▶ [Work task]:
Count how many lines below include the string "HtmlInputElement". Only that number should appear in the reply.

(Stored data entries)
....

use crate::layout::global_context::use_global_context;
use crate::shared::components::{ErrorBanner, PageHeader, PaginationControls, RecordStatusBadge};
use crate::shared::config::use_config;
use crate::shared::data::{load_list, report};
use crate::shared::form_fields::{form_error, status_field};
use crate::shared::icons::icon;
use crate::shared::list_state::{text_matches, ListState};
use crate::shared::list_utils::highlight_matches;
use crate::shared::modal::Modal;
use crate::shared::page_frame::PageFrame;
use crate::shared::storage::BrowserStore;
use crate::system::auth::use_auth;
use contracts::domain::a002_staff::Staff;
use contracts::domain::a006_task_category::TaskCategory;
use contracts::domain::a010_document::{Document, DocumentUpload};
use contracts::reports::export::resolve_contract;
use contracts::shared::EntityId;
use contracts::usecases::u004_upload_document::{UploadDocument, SAVED_MESSAGE};
use leptos::prelude::*;
use thaw::*;
use web_sys::{HtmlInputElement, Url};

/// Documents attached to task categories, stored against the session contract.
#[component]
#[allow(non_snake_case)]
pub fn DocumentList(
    #[prop(optional)] read_only: bool,
    #[prop(optional)] embedded: bool,
) -> impl IntoView {
    let page_size = use_config().task_settings_page_size;
    let state = ListState::<Document>::load();
    let uploading = RwSignal::new(false);

    let page = Memo::new(move |_| {
        state.visible(page_size, |d, q| {
            d.status.is_active()
                && (text_matches(&d.filename, q) || text_matches(&d.category_name, q) || text_matches(&d.contract, q))
        })
    });

    let content = view! {
        <ErrorBanner banner=state.banner />
        <div class="list-toolbar">
            <input
                class="search-input"
                type="search"
                placeholder="Search documents..."
                prop:value=move || state.query.get()
                on:input=move |ev| state.set_query(event_target_value(&ev))
            />
            {(!read_only).then(|| view! {
                <Button appearance=ButtonAppearance::Primary on_click=move |_| uploading.set(true)>
                    {icon("upload")}
                    " Upload Document"
                </Button>
            })}
        </div>
        <Table>
            <TableHeader>
                <TableRow>
                    <TableHeaderCell>"File"</TableHeaderCell>
                    <TableHeaderCell>"Category"</TableHeaderCell>
                    <TableHeaderCell>"Contract"</TableHeaderCell>
                    <TableHeaderCell>"Status"</TableHeaderCell>
                    <TableHeaderCell>"Actions"</TableHeaderCell>
                </TableRow>
            </TableHeader>
            <TableBody>
                {move || {
                    let query = state.query.get();
                    page.get().0.into_iter().map(|d| {
                        let id = d.id;
                        let has_url = !d.url.is_empty();
                        let highlighted = highlight_matches(&d.filename, &query);
                        view! {
                            <TableRow>
                                <TableCell><TableCellLayout>{highlighted}</TableCellLayout></TableCell>
                                <TableCell>{d.category_name.clone()}</TableCell>
                                <TableCell>{d.contract.clone()}</TableCell>
                                <TableCell><RecordStatusBadge status=d.status /></TableCell>
                                <TableCell>
                                    <div class="table-actions">
                                        {has_url.then(|| view! {
                                            <a class="button button--icon" title="View" href=d.url.clone() target="_blank" rel="noopener">
                                                {icon("eye")}
                                            </a>
                                        })}
                                        {(!read_only).then(|| view! {
                                            <button class="button button--icon button--danger" title="Delete" on:click=move |_| {
                                                state.delete(id);
                                            }>{icon("delete")}</button>
                                        })}
                                    </div>
                                </TableCell>
                            </TableRow>
                        }
                    }).collect_view()
                }}
            </TableBody>
        </Table>
        <PaginationControls
            window=Signal::derive(move || page.get().1)
            on_page_change=Callback::new(move |p| state.page.set(p))
        />
        <Show when=move || uploading.get()>
            <UploadForm state=state open=uploading />
        </Show>
    };

    if embedded {
        content.into_any()
    } else {
        view! {
            <PageFrame page_id="a010_document--list" category="list">
                <PageHeader title="Documents".to_string() subtitle="Manuals and instructions attached to task categories".to_string()>
                    {()}
                </PageHeader>
                {content}
            </PageFrame>
        }
        .into_any()
    }
}

#[component]
fn UploadForm(state: ListState<Document>, open: RwSignal<bool>) -> impl IntoView {
    let config = StoredValue::new(use_config());
    let max_mb = config.with_value(|c| c.document_max_mb());
    let session = use_auth();
    let ctx = use_global_context();
    let form = RwSignal::new(DocumentUpload::default());
    let error = RwSignal::new(None::<String>);
    let categories: Vec<TaskCategory> = load_list::<TaskCategory>(error)
        .into_iter()
        .filter(|c| c.status.is_active())
        .collect();
    let category_names = StoredValue::new(
        categories.iter().map(|c| (c.id, c.name.clone())).collect::<Vec<_>>(),
    );

    let on_file = move |ev: leptos::ev::Event| {
        let input = event_target::<HtmlInputElement>(&ev);
        let file = input.files().and_then(|files| files.get(0));
        form.update(|f| match &file {
            Some(file) => {
                f.filename = Some(file.name());
                f.size_bytes = file.size().max(0.0) as u64;
                f.url = Url::create_object_url_with_blob(file).unwrap_or_default();
            }
            None => {
                f.filename = None;
                f.size_bytes = 0;
                f.url.clear();
            }
        });
    };

    let save = move |_| {
        let staff = load_list::<Staff>(error);
        let user = session.user.get_untracked();
        let upload = form.get_untracked();
        let result = config.with_value(|config| {
            let contract = resolve_contract(user.as_ref(), &staff, &config.fallback_contract);
            UploadDocument::execute(&BrowserStore, &contract, &upload, config)
        });
        match result {
            Ok(documents) => {
                state.items.set(documents);
                open.set(false);
                ctx.notify(SAVED_MESSAGE);
            }
            Err(e) if e.is_validation() => error.set(Some(e.message)),
            Err(e) => report(error, e),
        }
    };

    view! {
        <Modal title="Upload Document".to_string() on_close=Callback::new(move |_| open.set(false))>
            {form_error(error)}
            <div class="form__group">
                <label class="form__label">"Task Category *"</label>
                <select
                    class="form__select"
                    prop:value=move || form.with(|f| f.category_id.map(|id| id.to_string()).unwrap_or_default())
                    on:change=move |ev| {
                        let id = event_target_value(&ev).parse::<EntityId>().ok();
                        let name = category_names.with_value(|all| {
                            id.and_then(|id| all.iter().find(|(cid, _)| *cid == id).map(|(_, n)| n.clone()))
                        });
                        form.update(|f| {
                            f.category_id = id;
                            f.category_name = name.unwrap_or_default();
                        });
                    }
                >
                    <option value="">"Select category"</option>
                    {categories.iter().map(|c| view! {
                        <option value=c.id.to_string()>{c.name.clone()}</option>
                    }).collect_view()}
                </select>
            </div>
            <div class="form__group">
                <label class="form__label">{format!("File * (max {} MB)", max_mb)}</label>
                <input class="form__input" type="file" on:change=on_file />
                {move || form.with(|f| f.filename.clone()).map(|name| view! {
                    <div class="form__hint">{format!("{} ({} KB)", name, form.with(|f| f.size_bytes) / 1024)}</div>
                })}
            </div>
            {status_field(form, |f| f.status, |f, v| f.status = v)}
            <div class="modal-footer">
                <Button appearance=ButtonAppearance::Secondary on_click=move |_| open.set(false)>"Cancel"</Button>
                <Button appearance=ButtonAppearance::Primary on_click=save>"Upload"</Button>
            </div>
        </Modal>
    }
}
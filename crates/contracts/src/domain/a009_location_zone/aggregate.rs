use crate::domain::common::AggregateRoot;
use crate::shared::{EntityId, RecordStatus, StorageKey, ValidationError};
use serde::{Deserialize, Serialize};

#[derive(Debug, Clone, PartialEq, Serialize, Deserialize)]
#[serde(rename_all = "camelCase")]
pub struct LocationZone {
    pub id: EntityId,
    pub name: String,
    #[serde(default)]
    pub description: String,
    #[serde(default)]
    pub status: RecordStatus,
}

impl LocationZone {
    pub fn validate(&self) -> Result<(), ValidationError> {
        if self.name.trim().is_empty() {
            return Err(ValidationError::RequiredFields);
        }
        Ok(())
    }
}

impl AggregateRoot for LocationZone {
    type Id = EntityId;

    fn id(&self) -> Self::Id {
        self.id
    }

    fn description(&self) -> &str {
        &self.name
    }

    fn aggregate_index() -> &'static str {
        "a009"
    }

    fn collection_name() -> &'static str {
        "location_zone"
    }

    fn element_name() -> &'static str {
        "Location Zone"
    }

    fn list_name() -> &'static str {
        "Location Zones"
    }

    fn storage_key() -> StorageKey {
        StorageKey::LocationZones
    }

    fn seed() -> Vec<Self> {
        let row = |id: u64, name: &str, description: &str| LocationZone {
            id: EntityId(id),
            name: name.to_string(),
            description: description.to_string(),
            status: RecordStatus::Active,
        };
        vec![
            row(1, "Zone 1", "Building A Level 1"),
            row(2, "Zone 2", "Building B Loading Area"),
            row(3, "Zone 3", "Building A Level 2"),
        ]
    }
}
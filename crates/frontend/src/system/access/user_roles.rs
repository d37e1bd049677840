use crate::layout::global_context::use_global_context;
use crate::shared::components::{ErrorBanner, PageHeader, PaginationControls, RecordStatusBadge, ToneBadge};
use crate::shared::config::use_config;
use crate::shared::date_utils::{format_date_str, today_iso};
use crate::shared::form_fields::{form_error, status_field, text_field};
use crate::shared::icons::icon;
use crate::shared::list_state::{text_matches, ListState};
use crate::shared::list_utils::highlight_matches;
use crate::shared::modal::Modal;
use crate::system::auth::use_auth;
use contracts::shared::{EntityId, StatusTone, ValidationError};
use contracts::system::access::{AccessLevel, Role, RoleDto};
use leptos::prelude::*;
use thaw::*;

/// Apply the form to the existing role, or build a new one.
fn role_from_form(existing: Option<Role>, dto: &RoleDto, next_id: EntityId, created: String) -> Result<Role, ValidationError> {
    match existing {
        Some(mut role) => {
            role.update(dto);
            role.validate()?;
            Ok(role)
        }
        None => Role::from_dto(next_id, dto, created),
    }
}

fn level_tone(level: AccessLevel) -> StatusTone {
    match level {
        AccessLevel::SystemAdmin => StatusTone::Brand,
        AccessLevel::Manager => StatusTone::Informative,
        AccessLevel::Frontline => StatusTone::Subtle,
    }
}

#[component]
#[allow(non_snake_case)]
pub fn UserRoles() -> impl IntoView {
    let ctx = use_global_context();
    let session = use_auth();
    let page_size = use_config().task_settings_page_size;
    let state = ListState::<Role>::load();
    let editing = RwSignal::new(None::<RoleDto>);

    let page = Memo::new(move |_| {
        state.visible(page_size, |r, q| text_matches(&r.name, q) || text_matches(r.access_level.display_name(), q))
    });

    let delete = move |id: EntityId| {
        if state.delete(id) {
            session.reload_access();
            ctx.notify("Role deleted.");
        }
    };

    view! {
        <PageHeader title="User Roles".to_string() subtitle="Named roles and their access level".to_string()>
            <Button appearance=ButtonAppearance::Primary on_click=move |_| editing.set(Some(RoleDto::default()))>
                {icon("plus")}
                " Add Role"
            </Button>
        </PageHeader>
        <ErrorBanner banner=state.banner />
        <div class="list-toolbar">
            <input
                class="search-input"
                type="search"
                placeholder="Search roles..."
                prop:value=move || state.query.get()
                on:input=move |ev| state.set_query(event_target_value(&ev))
            />
        </div>
        <Table>
            <TableHeader>
                <TableRow>
                    <TableHeaderCell>"Role"</TableHeaderCell>
                    <TableHeaderCell>"Access Level"</TableHeaderCell>
                    <TableHeaderCell>"Status"</TableHeaderCell>
                    <TableHeaderCell>"Created"</TableHeaderCell>
                    <TableHeaderCell>"Actions"</TableHeaderCell>
                </TableRow>
            </TableHeader>
            <TableBody>
                {move || {
                    let query = state.query.get();
                    page.get().0.into_iter().map(|r| {
                        let id = r.id;
                        let dto = RoleDto::from(&r);
                        let highlighted = highlight_matches(&r.name, &query);
                        view! {
                            <TableRow>
                                <TableCell><TableCellLayout>{highlighted}</TableCellLayout></TableCell>
                                <TableCell><ToneBadge tone=level_tone(r.access_level) text=r.access_level.display_name() /></TableCell>
                                <TableCell><RecordStatusBadge status=r.status /></TableCell>
                                <TableCell>{format_date_str(&r.created_date)}</TableCell>
                                <TableCell>
                                    <div class="table-actions">
                                        <button class="button button--icon" title="Edit" on:click=move |_| editing.set(Some(dto.clone()))>
                                            {icon("edit")}
                                        </button>
                                        <button class="button button--icon button--danger" title="Delete" on:click=move |_| delete(id)>
                                            {icon("delete")}
                                        </button>
                                    </div>
                                </TableCell>
                            </TableRow>
                        }
                    }).collect_view()
                }}
            </TableBody>
        </Table>
        <PaginationControls
            window=Signal::derive(move || page.get().1)
            on_page_change=Callback::new(move |p| state.page.set(p))
        />
        {move || editing.get().map(|dto| view! { <RoleForm dto=dto state=state editing=editing /> })}
    }
}

#[component]
#[allow(non_snake_case)]
fn RoleForm(dto: RoleDto, state: ListState<Role>, editing: RwSignal<Option<RoleDto>>) -> impl IntoView {
    let ctx = use_global_context();
    let session = use_auth();
    let is_edit = dto.id.is_some();
    let form = RwSignal::new(dto);
    let error = RwSignal::new(None::<String>);

    let save = move |_| {
        let dto = form.get_untracked();
        let existing = dto.id.and_then(|id| state.find(id));
        match role_from_form(existing, &dto, state.next_id(), today_iso()) {
            Ok(role) => {
                let name = role.name.clone();
                if state.upsert(role) {
                    editing.set(None);
                    session.reload_access();
                    ctx.notify(format!("Role \"{}\" saved.", name));
                }
            }
            Err(e) => error.set(Some(e.to_string())),
        }
    };

    view! {
        <Modal
            title=if is_edit { "Edit Role".to_string() } else { "Add Role".to_string() }
            on_close=Callback::new(move |_| editing.set(None))
        >
            {form_error(error)}
            {text_field(form, "Role Name *", |f| f.name.clone(), |f, v| f.name = v)}
            <div class="form__group">
                <label class="form__label">"Access Level"</label>
                <select
                    class="form__select"
                    prop:value=move || form.with(|f| f.access_level.code().to_string())
                    on:change=move |ev| {
                        if let Some(level) = AccessLevel::from_code(&event_target_value(&ev)) {
                            form.update(|f| f.access_level = level);
                        }
                    }
                >
                    {AccessLevel::all().into_iter().map(|l| view! {
                        <option value=l.code()>{l.display_name()}</option>
                    }).collect_view()}
                </select>
            </div>
            {status_field(form, |f| f.status, |f, s| f.status = s)}
            <div class="modal-footer">
                <Button appearance=ButtonAppearance::Secondary on_click=move |_| editing.set(None)>"Cancel"</Button>
                <Button appearance=ButtonAppearance::Primary on_click=save>
                    {if is_edit { "Save Changes" } else { "Add Role" }}
                </Button>
            </div>
        </Modal>
    }
}

#[cfg(test)]
mod tests {
    use super::*;
    use contracts::domain::common::AggregateRoot;

    #[test]
    fn test_role_from_form_creates_with_next_id() {
        let dto = RoleDto {
            name: "  Night Supervisor ".to_string(),
            access_level: AccessLevel::Manager,
            ..RoleDto::default()
        };
        let role = role_from_form(None, &dto, EntityId(7), "2025-08-09".to_string()).unwrap();
        assert_eq!(role.id, EntityId(7));
        assert_eq!(role.name, "Night Supervisor");
        assert_eq!(role.created_date, "2025-08-09");
    }

    #[test]
    fn test_role_from_form_keeps_id_and_created_date() {
        let existing = Role::seed().remove(0);
        let mut dto = RoleDto::from(&existing);
        dto.access_level = AccessLevel::Frontline;
        let role = role_from_form(Some(existing.clone()), &dto, EntityId(99), "2030-01-01".to_string()).unwrap();
        assert_eq!(role.id, existing.id);
        assert_eq!(role.created_date, existing.created_date);
        assert_eq!(role.access_level, AccessLevel::Frontline);
    }

    #[test]
    fn test_role_from_form_requires_name() {
        let dto = RoleDto::default();
        assert_eq!(
            role_from_form(None, &dto, EntityId(1), String::new()),
            Err(ValidationError::RequiredFields)
        );
    }
}
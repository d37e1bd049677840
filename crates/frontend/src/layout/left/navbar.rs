use crate::layout::global_context::use_global_context;
use crate::shared::icons;
use crate::system::auth::use_auth;
use contracts::system::access::PageKey;
use leptos::prelude::*;

/// Navigation entries the current role may open, in canonical order.
#[component]
pub fn Navbar() -> impl IntoView {
    let ctx = use_global_context();
    let session = use_auth();

    let pages = move || {
        let role = session.role();
        session.access.with(|access| match role {
            Some(role) => access.visible_pages(role),
            None => Vec::new(),
        })
    };

    view! {
        <nav class="main-nav-bar">
            <ul>
                {move || pages().into_iter().map(|page: PageKey| {
                    view! {
                        <li
                            class:active=move || ctx.page.get() == page
                            on:click=move |_| ctx.navigate(page)
                        >
                            {icons::icon(page.code())}
                            <span>{page.display_name()}</span>
                        </li>
                    }
                }).collect_view()}
            </ul>
        </nav>
    }
}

....

▶ [Response box]:
2